Finally, Ustundag et al. [56] analyzed several established DMMs for industrial companies and proposed an alternative model that includes 13 relevant domains grouped into 3 dimensions: smart products and services, smart business processes, and strategy and organization. The applicability of the model was confirmed by tests in a retail company. The authors recommend further improvements by prioritizing industry-specific areas and developing activity plans tailored to the current maturity level of each company.
Due to rapid technological progress and increasing competitive pressure, DTIs and DMMs are becoming increasingly important for SMEs. These tools help companies determine their current digital capabilities, formulate DT strategies, and adapt to the challenges of modern markets. The indices serve as strategic guides for SMEs and help identify areas where they are lagging behind their competitors or where additional efforts and investments are needed. DESI, for example, enables EU Member States to identify digital disparities between SMEs and allocate resources to the specific needs of different sectors. While DTIs provide a broad, quantitative overview of companies’ digitalization levels, DMMs offer deeper, more detailed analyses of specific areas within a company’s DT. Companies use these models to assess their current status, set strategic goals, and compare their progress with that of their competitors. The link between DTIs and DMMs is crucial throughout the DT process. Indices provide a macro perspective on a company’s market position in relation to digitalization, while models facilitate internal assessment and strategic planning. Their complementarity enables companies to gain a holistic understanding of their digital readiness and optimize resource allocation. By using both tools, SMEs can better prioritize their investments in technology and digital processes. This is particularly important as many SMEs are working with limited resources for business development and the sustainability of their competitiveness. In order to maximize the impact of available resources on improving business processes, it is important to make informed strategic decisions. DTIs and DMMs, therefore, provide important guidance in navigating the complexities of DT. While indices provide information on competitive position, DMMs help assess internal capabilities, set priorities, and implement digital strategies. The integration of both approaches enables companies to improve their digital maturity, increase their ability to innovate, and achieve sustainable growth in the digital age. In addition, DMMs serve as valuable tools for the ongoing evaluation of digitalization efforts. They allow companies to track their progress using multidimensional criteria functions that reflect the key elements of digitalization and support continuous improvement and strategic agility [46].

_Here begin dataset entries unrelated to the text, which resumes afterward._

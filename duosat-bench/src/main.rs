mod config;
mod plotting;

use std::io;
use std::path::{Path, PathBuf};
use std::time::{Duration, Instant};

use clap::{App, Arg};

use config::Config;
use duosat::{parse_dimacs, CDCLSolver, CNFFormula, DPLLSolver, DecisionResult};

fn make_config() -> Config {
    let matches = App::new("duosat benchmarking")
        .version("0.1.0")
        .about("Races the DPLL and CDCL engines over a directory of DIMACS files")
        .arg(
            Arg::with_name("input")
                .short("i")
                .long("input")
                .takes_value(true)
                .required(true)
                .help("Directory of .cnf testing cases"),
        )
        .arg(
            Arg::with_name("plot")
                .short("p")
                .long("plot")
                .takes_value(true)
                .help("Write a cactus plot of the runtimes to this SVG file"),
        )
        .get_matches();

    Config {
        input: PathBuf::from(matches.value_of("input").unwrap()),
        plot: matches.value_of("plot").map(PathBuf::from),
    }
}

fn load_files(dir: &Path) -> io::Result<Vec<(String, CNFFormula)>> {
    let mut out = Vec::new();
    for entry in std::fs::read_dir(dir)? {
        let path = entry?.path();
        if !path.is_file() || path.extension().map_or(true, |ext| ext != "cnf") {
            continue;
        }

        let name = path
            .file_name()
            .and_then(|name| name.to_str())
            .unwrap_or("???")
            .to_string();
        let content = std::fs::read_to_string(&path)?;
        match parse_dimacs(&content) {
            Ok(formula) => out.push((name, formula)),
            Err(error) => eprintln!("skipping {}: {}", name, error),
        }
    }
    out.sort_by(|left, right| left.0.cmp(&right.0));
    Ok(out)
}

fn time_solve<S, F>(make_solver: F, formula: &CNFFormula) -> (DecisionResult, Duration)
where
    S: duosat::Solver,
    F: FnOnce(CNFFormula) -> S,
{
    let mut solver = make_solver(formula.clone());
    let start = Instant::now();
    let result = solver.solve();
    (result, start.elapsed())
}

fn main() {
    env_logger::init();
    let config = make_config();

    let formulae = match load_files(&config.input) {
        Ok(formulae) => formulae,
        Err(error) => {
            eprintln!("error: cannot read {}: {}", config.input.display(), error);
            std::process::exit(1);
        }
    };

    println!(
        "{:<20} {:<8} {:<10} {:<8} {:<10}",
        "File", "CDCL", "Time", "DPLL", "Time"
    );
    println!("{}", "-".repeat(60));

    let mut cdcl_times = Vec::with_capacity(formulae.len());
    let mut dpll_times = Vec::with_capacity(formulae.len());
    let mut disagreements = 0usize;

    for (name, formula) in &formulae {
        let (cdcl_result, cdcl_time) = time_solve(CDCLSolver::new, formula);
        let (dpll_result, dpll_time) = time_solve(DPLLSolver::new, formula);

        println!(
            "{:<20} {:<8} {:<10.4} {:<8} {:<10.4}",
            name,
            cdcl_result.to_string(),
            cdcl_time.as_secs_f64(),
            dpll_result.to_string(),
            dpll_time.as_secs_f64(),
        );

        if cdcl_result != dpll_result {
            eprintln!("{}: the engines disagree, this is a solver bug", name);
            disagreements += 1;
        }

        cdcl_times.push(cdcl_time);
        dpll_times.push(dpll_time);
    }

    let total_cdcl: f64 = cdcl_times.iter().map(Duration::as_secs_f64).sum();
    let total_dpll: f64 = dpll_times.iter().map(Duration::as_secs_f64).sum();
    println!("{}", "-".repeat(60));
    println!(
        "{:<20} {:<8} {:<10.4} {:<8} {:<10.4}",
        "TOTAL", "", total_cdcl, "", total_dpll
    );
    if total_cdcl > 0.0 {
        println!(
            "DPLL is {:.1}% slower than CDCL overall",
            (total_dpll / total_cdcl - 1.0) * 100.0
        );
    }

    if let Some(path) = &config.plot {
        let measurements = vec![
            ("cdcl".to_string(), cdcl_times),
            ("dpll".to_string(), dpll_times),
        ];
        if let Err(error) = plotting::plot_runtimes(&measurements, path, (1000, 800)) {
            eprintln!("error: cannot write plot {}: {}", path.display(), error);
            std::process::exit(1);
        }
    }

    if disagreements > 0 {
        std::process::exit(2);
    }
}
use std::fmt;
use std::iter::FromIterator;

use itertools::Itertools;

use crate::util::{BuildHasher, IndexSet};

/// A partial assignment of truth values to variables. Absent keys are
/// unassigned. Insertion order is preserved and observable.
pub type Interpretation = indexmap::IndexMap<String, bool, BuildHasher>;

/// A variable or its negation
#[derive(Debug, Clone, PartialEq, Eq, PartialOrd, Ord, Hash)]
pub struct Literal {
    pub variable: String,
    pub negated: bool,
}

/// A disjunction of literals. The empty clause denotes ⊥.
#[derive(Debug, Clone, PartialEq, Eq, Default)]
pub struct Clause {
    pub literals: Vec<Literal>,
}

/// A conjunction of clauses. The empty conjunction denotes ⊤.
#[derive(Debug, Clone, PartialEq, Eq, Default)]
pub struct CNFFormula {
    pub clauses: Vec<Clause>,
}

impl Literal {
    #[inline]
    pub fn new(variable: impl Into<String>, negated: bool) -> Literal {
        Literal {
            variable: variable.into(),
            negated,
        }
    }

    /// Creates a positive literal over the given variable
    #[inline]
    pub fn pos(variable: impl Into<String>) -> Literal {
        Literal::new(variable, false)
    }

    /// Creates a negative literal over the given variable
    #[inline]
    pub fn neg(variable: impl Into<String>) -> Literal {
        Literal::new(variable, true)
    }

    /// The literal over the same variable with the opposite polarity
    #[inline]
    pub fn complement(&self) -> Literal {
        Literal {
            variable: self.variable.clone(),
            negated: !self.negated,
        }
    }

    /// Two literals are complementary iff they share a variable and
    /// differ in polarity.
    #[inline]
    pub fn is_complement_of(&self, other: &Literal) -> bool {
        self.variable == other.variable && self.negated != other.negated
    }

    /// `Some(true)` if the literal is satisfied, `Some(false)` if
    /// falsified, `None` if its variable is unassigned.
    #[inline]
    pub fn eval(&self, interpretation: &Interpretation) -> Option<bool> {
        interpretation
            .get(&self.variable)
            .map(|value| *value != self.negated)
    }

    /// The value the variable must take for this literal to hold
    #[inline]
    pub fn satisfying_value(&self) -> bool {
        !self.negated
    }
}

impl Clause {
    /// Creates a clause from its literals, keeping their order
    #[inline]
    pub fn new(literals: Vec<Literal>) -> Clause {
        Clause { literals }
    }

    /// Creates a unit clause
    #[inline]
    pub fn unit(literal: Literal) -> Clause {
        Clause {
            literals: vec![literal],
        }
    }

    #[inline]
    pub fn push(&mut self, literal: Literal) {
        self.literals.push(literal);
    }

    #[inline]
    pub fn len(&self) -> usize {
        self.literals.len()
    }

    #[inline]
    pub fn is_empty(&self) -> bool {
        self.literals.is_empty()
    }

    /// Evaluates the clause under a partial assignment: `Some(true)`
    /// once any literal is satisfied, `Some(false)` once every literal
    /// is falsified, `None` otherwise.
    pub fn eval(&self, interpretation: &Interpretation) -> Option<bool> {
        let mut undetermined = false;
        for literal in &self.literals {
            match literal.eval(interpretation) {
                Some(true) => return Some(true),
                Some(false) => {}
                None => undetermined = true,
            }
        }
        if undetermined {
            None
        } else {
            Some(false)
        }
    }

    /// The distinct unassigned literals of the clause, deduplicated by
    /// variable and polarity. Repeated literals count once.
    pub fn unassigned_literals(&self, interpretation: &Interpretation) -> Vec<&Literal> {
        self.literals
            .iter()
            .filter(|literal| !interpretation.contains_key(&literal.variable))
            .unique()
            .collect()
    }
}

impl CNFFormula {
    /// Creates a CNF formula from its clauses
    #[inline]
    pub fn new(clauses: Vec<Clause>) -> CNFFormula {
        CNFFormula { clauses }
    }

    /// Creates the empty conjunction
    #[inline]
    pub fn empty() -> CNFFormula {
        CNFFormula::default()
    }

    /// Adds a clause to the end of the formula
    #[inline]
    pub fn push(&mut self, clause: Clause) {
        self.clauses.push(clause);
    }

    /// Appends all clauses of another formula
    #[inline]
    pub fn extend(&mut self, other: CNFFormula) {
        self.clauses.extend(other.clauses);
    }

    #[inline]
    pub fn len(&self) -> usize {
        self.clauses.len()
    }

    #[inline]
    pub fn is_empty(&self) -> bool {
        self.clauses.is_empty()
    }

    /// Collects the variable names of the formula in first-occurrence
    /// order (clause order, literal order). Both solvers use this as
    /// their stable enumeration when picking decision variables.
    pub fn variables(&self) -> IndexSet<String> {
        let mut vars = IndexSet::default();
        for clause in &self.clauses {
            for literal in &clause.literals {
                if !vars.contains(&literal.variable) {
                    vars.insert(literal.variable.clone());
                }
            }
        }
        vars
    }

    /// Evaluates the conjunction under a partial assignment
    pub fn eval(&self, interpretation: &Interpretation) -> Option<bool> {
        let mut undetermined = false;
        for clause in &self.clauses {
            match clause.eval(interpretation) {
                Some(false) => return Some(false),
                None => undetermined = true,
                Some(true) => {}
            }
        }
        if undetermined {
            None
        } else {
            Some(true)
        }
    }

    /// Checks that every clause is satisfied
    #[inline]
    pub fn is_satisfied_by(&self, interpretation: &Interpretation) -> bool {
        self.clauses
            .iter()
            .all(|clause| clause.eval(interpretation) == Some(true))
    }
}

impl FromIterator<Literal> for Clause {
    fn from_iter<I: IntoIterator<Item = Literal>>(iter: I) -> Self {
        Clause {
            literals: iter.into_iter().collect(),
        }
    }
}

impl IntoIterator for Clause {
    type Item = Literal;
    type IntoIter = std::vec::IntoIter<Self::Item>;

    fn into_iter(self) -> Self::IntoIter {
        self.literals.into_iter()
    }
}

impl FromIterator<Clause> for CNFFormula {
    fn from_iter<I: IntoIterator<Item = Clause>>(iter: I) -> Self {
        CNFFormula {
            clauses: iter.into_iter().collect(),
        }
    }
}

impl IntoIterator for CNFFormula {
    type Item = Clause;
    type IntoIter = std::vec::IntoIter<Self::Item>;

    fn into_iter(self) -> Self::IntoIter {
        self.clauses.into_iter()
    }
}

impl fmt::Display for Literal {
    fn fmt(&self, f: &mut fmt::Formatter<'_>) -> fmt::Result {
        if self.negated {
            write!(f, "¬{}", self.variable)
        } else {
            write!(f, "{}", self.variable)
        }
    }
}

impl fmt::Display for Clause {
    fn fmt(&self, f: &mut fmt::Formatter<'_>) -> fmt::Result {
        if self.literals.is_empty() {
            return write!(f, "(⊥)");
        }
        write!(f, "({})", self.literals.iter().join(" ∨ "))
    }
}

impl fmt::Display for CNFFormula {
    fn fmt(&self, f: &mut fmt::Formatter<'_>) -> fmt::Result {
        if self.clauses.is_empty() {
            return write!(f, "⊤");
        }
        write!(f, "{}", self.clauses.iter().join(" ∧ "))
    }
}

Numerous studies in the literature confirm both the applicability and the necessity of using digital maturity assessment tools and DT indices. Verhoef et al. [20] emphasize that SMEs using digital maturity frameworks are better able to develop sustainable strategies, reduce operating costs, and increase productivity. The authors claim that digital maturity is a crucial factor for the long-term growth and competitiveness of SMEs. Similarly, Westerman et al. [23] emphasize the importance of applying DMMs, especially in resource-constrained environments typical of SMEs. They note that companies using maturity assessment tools tend to achieve faster results and show greater resilience to market fluctuations. Although the basic principles underlying the use of DTIs and DMMs are applicable to a wide range of business types, industrial SMEs face particular challenges. These challenges are often technical in nature and include automation, the integration of IoT technologies, and the redesign of production processes. Tools such as the SIRI, the Industry 4.0 Maturity Index, and the DOMM provide a structured framework for industrial SMEs to better understand their technological requirements and competitive advantages in the context of DT [51].
The literature review has provided essential insights and knowledge necessary for understanding the specifics of DT processes and their application in different contexts. Given the variety of models that have been developed for different industries and use cases, it is important to identify and select the most appropriate model that provides the most value for a particular company’s digitalization journey. Most existing DMMs have been developed for specific industries, company sizes, or geographic regions. These models are often proprietary or “closed”,” meaning that end users are usually unable to customize the evaluation criteria to their own strategic priorities or the relevance of certain factors that are critical to a successful DT implementation. The limited transparency and complexity of the methods used make it difficult for users to understand the underlying model mechanisms. This can lead to uncertainty in the interpretation of results, complicate the process of defining actionable steps and priorities for further development, and ultimately weaken motivation or even lead to DT initiatives being abandoned, missing crucial opportunities to improve competitive advantage [27].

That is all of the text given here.